== What you will do ==
Scan the entries below, and for each line that includes the word "Result", make a copy.

(Excerpts from a dataset)
# # #
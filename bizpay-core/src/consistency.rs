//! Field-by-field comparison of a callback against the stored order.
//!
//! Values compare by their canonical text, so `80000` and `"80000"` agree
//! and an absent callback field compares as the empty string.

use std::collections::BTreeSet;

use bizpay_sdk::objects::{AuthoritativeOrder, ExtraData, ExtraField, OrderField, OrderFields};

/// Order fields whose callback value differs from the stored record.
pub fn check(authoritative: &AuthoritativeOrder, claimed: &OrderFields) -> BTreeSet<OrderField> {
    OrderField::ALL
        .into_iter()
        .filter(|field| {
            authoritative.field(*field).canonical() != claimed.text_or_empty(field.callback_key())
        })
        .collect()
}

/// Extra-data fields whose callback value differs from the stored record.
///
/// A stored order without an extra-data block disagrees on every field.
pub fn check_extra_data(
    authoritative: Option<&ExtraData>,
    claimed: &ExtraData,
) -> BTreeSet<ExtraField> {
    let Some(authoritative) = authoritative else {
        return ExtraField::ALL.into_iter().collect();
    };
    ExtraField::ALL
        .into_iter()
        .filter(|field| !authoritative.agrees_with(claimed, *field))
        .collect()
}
# # #
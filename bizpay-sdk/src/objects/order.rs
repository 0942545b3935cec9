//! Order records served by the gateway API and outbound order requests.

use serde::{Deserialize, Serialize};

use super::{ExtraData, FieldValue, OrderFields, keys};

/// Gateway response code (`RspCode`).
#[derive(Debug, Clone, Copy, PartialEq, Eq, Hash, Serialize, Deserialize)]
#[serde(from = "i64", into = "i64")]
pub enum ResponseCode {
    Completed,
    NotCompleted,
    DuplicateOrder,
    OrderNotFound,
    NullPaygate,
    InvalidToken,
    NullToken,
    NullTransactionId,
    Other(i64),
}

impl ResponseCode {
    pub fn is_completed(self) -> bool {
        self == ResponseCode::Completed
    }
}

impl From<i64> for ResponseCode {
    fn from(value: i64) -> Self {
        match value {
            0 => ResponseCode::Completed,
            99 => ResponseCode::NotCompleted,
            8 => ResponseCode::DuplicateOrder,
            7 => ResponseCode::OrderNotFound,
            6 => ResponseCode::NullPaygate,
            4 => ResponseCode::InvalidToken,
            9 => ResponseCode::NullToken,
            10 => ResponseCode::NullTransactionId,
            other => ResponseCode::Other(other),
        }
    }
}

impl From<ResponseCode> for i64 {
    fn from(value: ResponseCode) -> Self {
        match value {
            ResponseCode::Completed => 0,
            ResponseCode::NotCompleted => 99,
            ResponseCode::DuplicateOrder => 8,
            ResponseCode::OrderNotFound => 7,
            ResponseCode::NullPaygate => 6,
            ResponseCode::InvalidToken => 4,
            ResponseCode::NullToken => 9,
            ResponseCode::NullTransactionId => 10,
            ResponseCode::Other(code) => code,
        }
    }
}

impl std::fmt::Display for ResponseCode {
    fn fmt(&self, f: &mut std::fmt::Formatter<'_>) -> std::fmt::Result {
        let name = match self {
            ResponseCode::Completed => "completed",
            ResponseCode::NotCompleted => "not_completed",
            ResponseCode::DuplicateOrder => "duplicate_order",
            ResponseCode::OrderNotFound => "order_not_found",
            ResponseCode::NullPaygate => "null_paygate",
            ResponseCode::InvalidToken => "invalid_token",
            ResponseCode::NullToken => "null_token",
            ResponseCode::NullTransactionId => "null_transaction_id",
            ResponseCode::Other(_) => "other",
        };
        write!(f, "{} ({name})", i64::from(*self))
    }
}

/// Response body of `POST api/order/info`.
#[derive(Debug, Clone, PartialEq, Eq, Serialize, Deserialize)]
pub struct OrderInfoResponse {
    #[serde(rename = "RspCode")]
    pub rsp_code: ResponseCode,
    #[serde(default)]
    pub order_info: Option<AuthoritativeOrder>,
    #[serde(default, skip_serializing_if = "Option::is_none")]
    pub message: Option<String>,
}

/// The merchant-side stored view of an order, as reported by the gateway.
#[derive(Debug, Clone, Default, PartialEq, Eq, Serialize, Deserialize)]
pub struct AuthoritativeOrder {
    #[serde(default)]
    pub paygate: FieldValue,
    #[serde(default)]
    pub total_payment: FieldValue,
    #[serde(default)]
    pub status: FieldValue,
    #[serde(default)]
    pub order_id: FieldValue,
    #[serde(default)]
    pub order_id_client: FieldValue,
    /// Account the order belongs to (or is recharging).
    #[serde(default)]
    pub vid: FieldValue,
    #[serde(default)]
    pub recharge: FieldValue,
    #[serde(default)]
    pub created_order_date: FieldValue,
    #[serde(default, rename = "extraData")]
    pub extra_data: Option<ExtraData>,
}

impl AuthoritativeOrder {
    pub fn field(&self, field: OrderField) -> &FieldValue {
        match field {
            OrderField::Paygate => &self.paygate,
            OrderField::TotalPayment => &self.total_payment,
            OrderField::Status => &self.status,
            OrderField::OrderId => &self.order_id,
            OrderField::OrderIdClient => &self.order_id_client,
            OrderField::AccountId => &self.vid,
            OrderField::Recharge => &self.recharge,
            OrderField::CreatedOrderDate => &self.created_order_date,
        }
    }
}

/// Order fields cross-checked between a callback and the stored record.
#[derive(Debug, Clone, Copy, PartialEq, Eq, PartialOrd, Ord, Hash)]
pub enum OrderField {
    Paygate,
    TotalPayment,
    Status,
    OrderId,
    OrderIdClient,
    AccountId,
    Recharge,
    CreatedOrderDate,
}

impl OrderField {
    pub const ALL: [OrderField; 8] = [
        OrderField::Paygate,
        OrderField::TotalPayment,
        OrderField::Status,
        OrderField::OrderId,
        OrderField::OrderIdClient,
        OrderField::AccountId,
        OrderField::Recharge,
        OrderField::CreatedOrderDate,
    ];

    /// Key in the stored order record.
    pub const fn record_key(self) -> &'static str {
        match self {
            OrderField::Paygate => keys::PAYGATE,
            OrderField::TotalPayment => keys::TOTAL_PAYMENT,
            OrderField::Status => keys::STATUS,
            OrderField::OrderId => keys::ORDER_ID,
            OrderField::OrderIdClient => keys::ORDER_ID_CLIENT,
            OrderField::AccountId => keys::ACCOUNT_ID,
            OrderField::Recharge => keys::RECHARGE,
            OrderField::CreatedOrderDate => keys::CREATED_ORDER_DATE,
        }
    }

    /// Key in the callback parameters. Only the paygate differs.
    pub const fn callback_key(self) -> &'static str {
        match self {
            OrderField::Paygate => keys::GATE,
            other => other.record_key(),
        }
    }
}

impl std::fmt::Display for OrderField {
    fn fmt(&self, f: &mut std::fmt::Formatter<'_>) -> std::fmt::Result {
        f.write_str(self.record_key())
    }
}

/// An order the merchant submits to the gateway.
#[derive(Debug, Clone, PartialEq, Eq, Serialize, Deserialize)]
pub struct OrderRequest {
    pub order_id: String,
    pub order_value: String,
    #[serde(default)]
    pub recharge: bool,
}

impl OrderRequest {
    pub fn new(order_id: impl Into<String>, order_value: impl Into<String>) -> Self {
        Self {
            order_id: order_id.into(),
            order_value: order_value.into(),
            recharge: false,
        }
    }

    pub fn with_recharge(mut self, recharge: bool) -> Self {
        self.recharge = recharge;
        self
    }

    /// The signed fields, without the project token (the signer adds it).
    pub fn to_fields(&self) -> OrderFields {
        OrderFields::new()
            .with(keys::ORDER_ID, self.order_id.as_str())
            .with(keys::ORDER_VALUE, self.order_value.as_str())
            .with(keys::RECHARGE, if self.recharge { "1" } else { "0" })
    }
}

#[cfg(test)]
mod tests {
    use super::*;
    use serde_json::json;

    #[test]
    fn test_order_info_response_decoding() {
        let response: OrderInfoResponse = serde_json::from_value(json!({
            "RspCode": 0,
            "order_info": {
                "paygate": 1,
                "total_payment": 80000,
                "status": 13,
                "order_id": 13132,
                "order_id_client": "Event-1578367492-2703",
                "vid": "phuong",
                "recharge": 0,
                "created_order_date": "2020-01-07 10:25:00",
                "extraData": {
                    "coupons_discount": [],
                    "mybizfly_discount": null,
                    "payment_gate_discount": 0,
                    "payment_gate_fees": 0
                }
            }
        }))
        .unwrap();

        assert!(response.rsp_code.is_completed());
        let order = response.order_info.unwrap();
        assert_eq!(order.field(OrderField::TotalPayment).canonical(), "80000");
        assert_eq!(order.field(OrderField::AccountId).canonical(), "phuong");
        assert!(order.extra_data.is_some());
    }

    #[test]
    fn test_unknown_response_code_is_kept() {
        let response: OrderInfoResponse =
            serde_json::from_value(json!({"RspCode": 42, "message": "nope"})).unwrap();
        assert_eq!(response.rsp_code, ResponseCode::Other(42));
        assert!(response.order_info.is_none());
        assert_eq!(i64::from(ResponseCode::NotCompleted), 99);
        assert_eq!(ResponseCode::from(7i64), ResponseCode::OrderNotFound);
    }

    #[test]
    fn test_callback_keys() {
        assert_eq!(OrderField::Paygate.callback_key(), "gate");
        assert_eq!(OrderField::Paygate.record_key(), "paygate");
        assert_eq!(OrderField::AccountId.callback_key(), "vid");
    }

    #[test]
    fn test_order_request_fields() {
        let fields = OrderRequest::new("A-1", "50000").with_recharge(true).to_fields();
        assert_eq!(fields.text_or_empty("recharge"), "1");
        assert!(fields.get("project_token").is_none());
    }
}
# # #
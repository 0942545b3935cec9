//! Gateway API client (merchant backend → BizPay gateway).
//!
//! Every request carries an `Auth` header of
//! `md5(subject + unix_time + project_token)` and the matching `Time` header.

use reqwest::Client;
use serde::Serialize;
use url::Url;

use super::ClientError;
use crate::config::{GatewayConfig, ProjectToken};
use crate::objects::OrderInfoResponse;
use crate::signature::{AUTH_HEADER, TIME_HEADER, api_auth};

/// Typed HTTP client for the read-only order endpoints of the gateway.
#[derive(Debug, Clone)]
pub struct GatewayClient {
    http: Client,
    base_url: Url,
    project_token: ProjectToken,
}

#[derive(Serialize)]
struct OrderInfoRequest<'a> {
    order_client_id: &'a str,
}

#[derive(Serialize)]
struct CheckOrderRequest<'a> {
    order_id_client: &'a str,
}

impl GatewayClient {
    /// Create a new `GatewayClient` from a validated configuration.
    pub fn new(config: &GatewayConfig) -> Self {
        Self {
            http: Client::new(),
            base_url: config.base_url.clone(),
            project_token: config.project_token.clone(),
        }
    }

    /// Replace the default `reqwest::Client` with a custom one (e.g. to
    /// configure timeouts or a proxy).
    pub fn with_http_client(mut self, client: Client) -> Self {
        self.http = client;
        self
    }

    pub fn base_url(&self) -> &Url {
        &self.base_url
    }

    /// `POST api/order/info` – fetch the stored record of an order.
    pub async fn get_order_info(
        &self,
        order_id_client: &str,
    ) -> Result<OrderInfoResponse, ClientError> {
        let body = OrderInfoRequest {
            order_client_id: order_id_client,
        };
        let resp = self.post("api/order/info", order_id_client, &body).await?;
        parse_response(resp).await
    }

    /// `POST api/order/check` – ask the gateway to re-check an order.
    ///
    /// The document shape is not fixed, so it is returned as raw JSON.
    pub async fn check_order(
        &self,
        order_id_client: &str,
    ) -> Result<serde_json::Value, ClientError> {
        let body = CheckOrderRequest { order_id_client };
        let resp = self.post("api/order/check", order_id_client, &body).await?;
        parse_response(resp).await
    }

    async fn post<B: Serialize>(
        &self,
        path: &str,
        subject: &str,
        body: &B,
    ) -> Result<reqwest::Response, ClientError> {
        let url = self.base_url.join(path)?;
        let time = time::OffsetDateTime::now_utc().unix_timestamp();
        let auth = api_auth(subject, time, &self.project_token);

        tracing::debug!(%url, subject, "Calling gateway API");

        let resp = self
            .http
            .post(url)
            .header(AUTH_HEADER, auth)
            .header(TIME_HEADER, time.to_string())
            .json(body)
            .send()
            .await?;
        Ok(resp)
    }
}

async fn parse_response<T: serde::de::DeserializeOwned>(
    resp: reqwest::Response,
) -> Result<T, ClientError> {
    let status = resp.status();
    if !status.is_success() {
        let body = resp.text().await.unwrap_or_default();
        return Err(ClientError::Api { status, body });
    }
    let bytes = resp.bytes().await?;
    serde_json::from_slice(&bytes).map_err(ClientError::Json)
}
# # #
== Reply to the task ==
    fn fmt(&self, f: &mut std::fmt::Formatter<'_>) -> std::fmt::Result {
    fn fmt(&self, f: &mut std::fmt::Formatter<'_>) -> std::fmt::Result {
    ) -> Result<OrderInfoResponse, ClientError> {
    ) -> Result<serde_json::Value, ClientError> {
    ) -> Result<reqwest::Response, ClientError> {
) -> Result<T, ClientError> {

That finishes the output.